珞斯文·葛貝寧面無表情的看着她的一舉一動,聽着她的一言一語,就在她以爲他就要一直這樣沉默下去的時候,他開口了,說出來的話讓江雨謠當場橫掃掉了她餐桌前的一切美食。
他說,“明天回加拿大的機票我已
經幫你訂好了。”
“珞斯文·葛貝寧!你到底是什麼意思?!別仗着我喜歡你你就隨隨便便的給我決定我的事情!”她徹底的不想再忍下去了,臉皮什麼的,早就撕破了!
“聽着!你來到底是做什麼的!在此!我江雨謠要一字一句的告訴你!保鏢還沒有左右僱主的權利!別再給我一意孤行,現在你不是珞斯文·丹德尼,而是珞斯文·葛貝寧,記住了?”雙手撐在餐桌上,江雨謠最後一句話說的十分挑釁,反正在這傢伙的眼裡,她從來都是不討好的人,既然這樣,她也不用在乎那麼多了。
不得不說,有身份有背景又有錢的人中,珞斯文·葛貝寧是最能忍耐的,很少有人能觸動他的底限,就像此刻一樣,你明明已經跟他宣讀“挑戰書”了,他卻還是一副不以爲然的模樣,該死的讓人煩1操。
“那你準備什麼時候走呢?”往座位上一靠,珞斯文·葛貝寧像是一點也沒有感覺到面前這個女人已經怒火中燒了,繼續火上澆油。
“回去?!不需要!我說了,這些不是身爲下人的你該問的。”她毫不介懷的將他從保鏢貶斥成了“下人”.
“江雨謠,別再耍大小姐脾氣了,你知道,我想要參加逃亡錦標,妨礙我的後果你絕對擔當不起,你父親也絕對無法承受。”眼中閃過幽冷的光,他給人無形中施加着那毫不掩飾的壓力,也在透露着他快要到達底限的耐心。
不是第一天跟這個男人接觸的江雨謠可不會這麼容易就嚇到。

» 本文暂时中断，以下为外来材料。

//! The core state of the load balancer: the domain-keyed map of upstream
//! groups, with selection, passive outcome recording, and probe application.
//!
//! The group map is fixed after startup. All mutable per-group state (server
//! health and timing, the rotation cursor, request counters) lives behind one
//! `parking_lot::Mutex` per group, so selection's filter-pick-advance sequence
//! and every health/stats write are serialized with each other. Connection
//! handlers and the health prober share this structure through an `Arc`; no
//! lock is ever held across an await point.

use std::collections::HashMap;
use std::time::Duration;

use parking_lot::Mutex;
use tracing::{info, warn};

use crate::config::{Config, GroupConfig};
use crate::metrics::{
    FORWARD_LATENCY, HEALTHY_SERVERS, PROBE_FAILED, REQUESTS_FAILED, REQUESTS_TOTAL, TOTAL_SERVERS,
};
use crate::strategy;
use crate::upstream::{Algorithm, BalancerError, UpstreamServer};

/// Per-domain request counters, mutated only by forwarding outcomes.
#[derive(Debug, Default, Clone, Copy)]
pub struct GroupStats {
    pub total_requests: u64,
    pub failed_requests: u64,
}

/// All mutable state of one upstream group, guarded as a unit.
#[derive(Debug)]
pub struct GroupState {
    pub algorithm: Algorithm,
    pub servers: Vec<UpstreamServer>,
    /// Weighted round-robin rotation cursor; scoped to this group.
    pub cursor: u64,
    pub stats: GroupStats,
}

/// A selected server, detached from the registry lock.
///
/// `index` identifies the server within its group for outcome recording;
/// the member list never changes after startup, so the index stays valid.
#[derive(Debug, Clone)]
pub struct ServerHandle {
    pub index: usize,
    pub host: String,
    pub port: u16,
    pub timeout: Duration,
}

impl ServerHandle {
    pub fn addr(&self) -> String {
        format!("{}:{}", self.host, self.port)
    }
}

/// One server to be probed, snapshotted outside the group lock.
#[derive(Debug, Clone)]
pub struct ProbeTarget {
    pub domain: String,
    pub index: usize,
    pub host: String,
    pub port: u16,
    pub timeout: Duration,
}

/// Point-in-time view of a group for the control surface.
#[derive(Debug, Clone)]
pub struct GroupSnapshot {
    pub domain: String,
    pub algorithm: Algorithm,
    pub stats: GroupStats,
    pub servers: Vec<ServerSnapshot>,
}

#[derive(Debug, Clone)]
pub struct ServerSnapshot {
    pub host: String,
    pub port: u16,
    pub weight: u32,
    pub timeout: Duration,
    pub healthy: bool,
    pub last_response_time: Option<Duration>,
}

#[derive(Debug)]
pub struct Registry {
    groups: HashMap<String, Mutex<GroupState>>,
}

impl Registry {
    /// Builds the registry from a finalized configuration.
    pub fn from_config(config: &Config) -> Self {
        // Finalize guarantees the groups map is present and every entry valid.
        let group_configs = config.groups.as_ref().expect("configuration was not finalized");

        let mut groups = HashMap::with_capacity(group_configs.len());
        let mut server_count = 0usize;
        for (domain, group_cfg) in group_configs {
            let state = GroupState::from_config(group_cfg);
            server_count += state.servers.len();
            info!(
                domain = %domain,
                algorithm = %state.algorithm,
                servers = state.servers.len(),
                "Registered upstream group"
            );
            groups.insert(domain.clone(), Mutex::new(state));
        }

        TOTAL_SERVERS.set(server_count as i64);
        HEALTHY_SERVERS.set(server_count as i64);

        Self { groups }
    }

    /// Selects a healthy server for `domain` using the group's algorithm and
    /// advances the group's rotation state.
    pub fn select(&self, domain: &str) -> Result<ServerHandle, BalancerError> {
        let group = self
            .groups
            .get(domain)
            .ok_or_else(|| BalancerError::UnknownDomain(domain.to_string()))?;

        let mut state = group.lock();
        let algorithm = state.algorithm;
        let GroupState { servers, cursor, .. } = &mut *state;
        let index = strategy::select(servers, algorithm, cursor)
            .ok_or_else(|| BalancerError::NoHealthyUpstream(domain.to_string()))?;

        let server = &servers[index];
        Ok(ServerHandle {
            index,
            host: server.host.clone(),
            port: server.port,
            timeout: server.timeout,
        })
    }

    /// Passive feedback: a forwarded exchange completed. Marks the server
    /// healthy and records the measured response time.
    pub fn record_success(&self, domain: &str, index: usize, elapsed: Duration) {
        let Some(group) = self.groups.get(domain) else { return };
        let mut state = group.lock();
        state.stats.total_requests += 1;
        if let Some(server) = state.servers.get_mut(index) {
            server.healthy = true;
            server.last_response_time = Some(elapsed);
        }
        REQUESTS_TOTAL.with_label_values(&[domain]).inc();
        FORWARD_LATENCY.with_label_values(&[domain]).observe(elapsed.as_secs_f64());
    }

    /// Passive feedback: forwarding failed. Takes the server out of rotation
    /// until a probe or a later success brings it back.
    pub fn record_failure(&self, domain: &str, index: usize) {
        let Some(group) = self.groups.get(domain) else { return };
        let mut state = group.lock();
        state.stats.failed_requests += 1;
        if let Some(server) = state.servers.get_mut(index) {
            if server.healthy {
                warn!(domain = %domain, server = %server.addr(), "Marked server unhealthy after failed forward");
            }
            server.healthy = false;
        }
        REQUESTS_FAILED.with_label_values(&[domain]).inc();
    }

    /// Snapshots every server for one probe cycle.
    pub fn probe_targets(&self) -> Vec<ProbeTarget> {
        let mut targets = Vec::new();
        for (domain, group) in &self.groups {
            let state = group.lock();
            for (index, server) in state.servers.iter().enumerate() {
                targets.push(ProbeTarget {
                    domain: domain.clone(),
                    index,
                    host: server.host.clone(),
                    port: server.port,
                    timeout: server.timeout,
                });
            }
        }
        targets
    }

    /// Applies one active probe verdict, logging health transitions.
    pub fn apply_probe(&self, domain: &str, index: usize, healthy: bool) {
        let Some(group) = self.groups.get(domain) else { return };
        let mut state = group.lock();
        let Some(server) = state.servers.get_mut(index) else { return };

        let was_healthy = server.healthy;
        server.healthy = healthy;
        if healthy && !was_healthy {
            info!(domain = %domain, server = %server.addr(), "Server recovered, back in rotation");
        } else if !healthy {
            PROBE_FAILED.with_label_values(&[&server.addr()]).inc();
            if was_healthy {
                warn!(domain = %domain, server = %server.addr(), "Server failed health probe, out of rotation");
            }
        }
    }

    /// Recomputes the healthy-server gauge. Called once per probe cycle.
    pub fn refresh_health_gauge(&self) {
        let healthy: usize = self
            .groups
            .values()
            .map(|group| group.lock().servers.iter().filter(|s| s.healthy).count())
            .sum();
        HEALTHY_SERVERS.set(healthy as i64);
    }

    /// Point-in-time view of every group, ordered by domain for stable output.
    pub fn snapshot(&self) -> Vec<GroupSnapshot> {
        let mut snapshots: Vec<GroupSnapshot> = self
            .groups
            .iter()
            .map(|(domain, group)| {
                let state = group.lock();
                GroupSnapshot {
                    domain: domain.clone(),
                    algorithm: state.algorithm,
                    stats: state.stats,
                    servers: state
                        .servers
                        .iter()
                        .map(|s| ServerSnapshot {
                            host: s.host.clone(),
                            port: s.port,
                            weight: s.weight,
                            timeout: s.timeout,
                            healthy: s.healthy,
                            last_response_time: s.last_response_time,
                        })
                        .collect(),
                }
            })
            .collect();
        snapshots.sort_by(|a, b| a.domain.cmp(&b.domain));
        snapshots
    }
}

impl GroupState {
    fn from_config(config: &GroupConfig) -> Self {
        let servers = config
            .servers
            .iter()
            .map(|entry| UpstreamServer::new(entry.host.clone(), entry.port, entry.weight, entry.timeout()))
            .collect();
        Self { algorithm: config.algorithm, servers, cursor: 0, stats: GroupStats::default() }
    }
}

#[cfg(test)]
mod tests {
    use super::*;
    use crate::config::ServerEntry;

    fn test_registry() -> Registry {
        let mut groups = HashMap::new();
        groups.insert(
            "a.example".to_string(),
            GroupConfig {
                algorithm: Algorithm::WeightedRoundRobin,
                servers: vec![
                    ServerEntry {
                        host: "127.0.0.1".to_string(),
                        port: 9001,
                        weight: 1,
                        timeout_secs: 2,
                    },
                    ServerEntry {
                        host: "127.0.0.1".to_string(),
                        port: 9002,
                        weight: 3,
                        timeout_secs: 2,
                    },
                ],
            },
        );
        groups.insert(
            "b.example".to_string(),
            GroupConfig {
                algorithm: Algorithm::LeastResponseTime,
                servers: vec![
                    ServerEntry {
                        host: "127.0.0.1".to_string(),
                        port: 9003,
                        weight: 1,
                        timeout_secs: 2,
                    },
                    ServerEntry {
                        host: "127.0.0.1".to_string(),
                        port: 9004,
                        weight: 1,
                        timeout_secs: 2,
                    },
                ],
            },
        );
        let config = Config { server: None, balancer: None, groups: Some(groups) };
        Registry::from_config(&config)
    }

    #[test]
    fn test_unknown_domain() {
        let registry = test_registry();
        assert!(matches!(
            registry.select("missing.example"),
            Err(BalancerError::UnknownDomain(_))
        ));
    }

    #[test]
    fn test_selection_advances_rotation() {
        let registry = test_registry();
        // Weights [1, 3]: one rotation serves 9001 once and 9002 three times.
        let picks: Vec<u16> =
            (0..4).map(|_| registry.select("a.example").unwrap().port).collect();
        assert_eq!(picks, vec![9001, 9002, 9002, 9002]);
    }

    #[test]
    fn test_record_failure_removes_from_rotation() {
        let registry = test_registry();
        let first = registry.select("a.example").unwrap();
        registry.record_failure("a.example", first.index);

        for _ in 0..4 {
            let next = registry.select("a.example").unwrap();
            assert_ne!(next.index, first.index);
        }

        let snapshot = &registry.snapshot()[0];
        assert_eq!(snapshot.stats.failed_requests, 1);
        assert!(!snapshot.servers[first.index].healthy);
    }

    #[test]
    fn test_record_success_restores_and_times() {
        let registry = test_registry();
        registry.record_failure("a.example", 0);
        registry.record_success("a.example", 0, Duration::from_millis(25));

        let snapshot = &registry.snapshot()[0];
        assert!(snapshot.servers[0].healthy);
        assert_eq!(snapshot.servers[0].last_response_time, Some(Duration::from_millis(25)));
        assert_eq!(snapshot.stats.total_requests, 1);
        assert_eq!(snapshot.stats.failed_requests, 1);
    }

    #[test]
    fn test_all_unhealthy_reports_no_healthy_upstream() {
        let registry = test_registry();
        registry.record_failure("a.example", 0);
        registry.record_failure("a.example", 1);
        assert!(matches!(
            registry.select("a.example"),
            Err(BalancerError::NoHealthyUpstream(_))
        ));
    }

    #[test]
    fn test_least_time_uses_recorded_measurements() {
        let registry = test_registry();
        registry.record_success("b.example", 0, Duration::from_millis(50));
        registry.record_success("b.example", 1, Duration::from_millis(20));
        assert_eq!(registry.select("b.example").unwrap().port, 9004);
    }

    #[test]
    fn test_probe_flips_health_both_ways() {
        let registry = test_registry();
        registry.apply_probe("a.example", 0, false);
        let snapshot = &registry.snapshot()[0];
        assert!(!snapshot.servers[0].healthy);

        registry.apply_probe("a.example", 0, true);
        let snapshot = &registry.snapshot()[0];
        assert!(snapshot.servers[0].healthy);
    }

    #[test]
    fn test_probe_targets_cover_every_server() {
        let registry = test_registry();
        let targets = registry.probe_targets();
        assert_eq!(targets.len(), 4);
        assert!(targets.iter().any(|t| t.domain == "a.example" && t.port == 9001));
        assert!(targets.iter().any(|t| t.domain == "b.example" && t.port == 9004));
    }

    #[test]
    fn test_snapshot_is_sorted_by_domain() {
        let registry = test_registry();
        let snapshots = registry.snapshot();
        assert_eq!(snapshots[0].domain, "a.example");
        assert_eq!(snapshots[1].domain, "b.example");
    }
}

“呵呵,終於露出真面目了,你想要威脅我啊?”
拿起桌上的酒杯,自己喝了起來,珞斯文·葛貝寧的一切都在不言之中,
“珞斯文·葛貝寧,我不相信你會真的殺我……”驚恐的雙瞳驟然瞪大,江雨謠不可思議的看着這一切……
躺在病房中,江雨謠對剛剛發生的一切還歷歷在目,就在她的話音還沒有落下的時候,那個男人,居然對她開’槍了,雖然避開了要害,但是,那感覺痛之入骨,不管是身體上,還是心理上……
“別太把自己當回事,記住,我確實不會讓你死,但是我可以讓你變成廢人,這只是一個開始,以後,只要你不聽話,我就會一直這樣做,直到你願意聽話爲止。”
那狠絕的話語似乎還在耳邊迴盪,那一幕像噩夢一般揮之不去。
“病人沒有太大的問題,過不了多久就可以出院了。”
“謝謝醫生了。”
“不用不用,應該的。”
一陣短促的交流聲後,房門打開的聲音讓江雨謠害怕的立馬閉上了眼睛,那個她何時何地都想看到的臉,現在卻令她不敢面對。
在什麼都看不到的情況下,她聽到了他移開牀前的凳子坐下來的聲音,還有,一陣擦拭金屬的聲音,那能聽出來,他手上的那個東西一定很鋒利,讓江雨謠的額角忍不住滑下冷汗。
接着,又是一陣削水果的聲音傳出,才讓她暗暗鬆了口氣。
“江大小姐,還沒有想好嗎?你的時間可不多了。”
耳邊突然傳來的聲音讓她下意識的猛然睜開了眼,驚恐的看着他,說不出一個字來。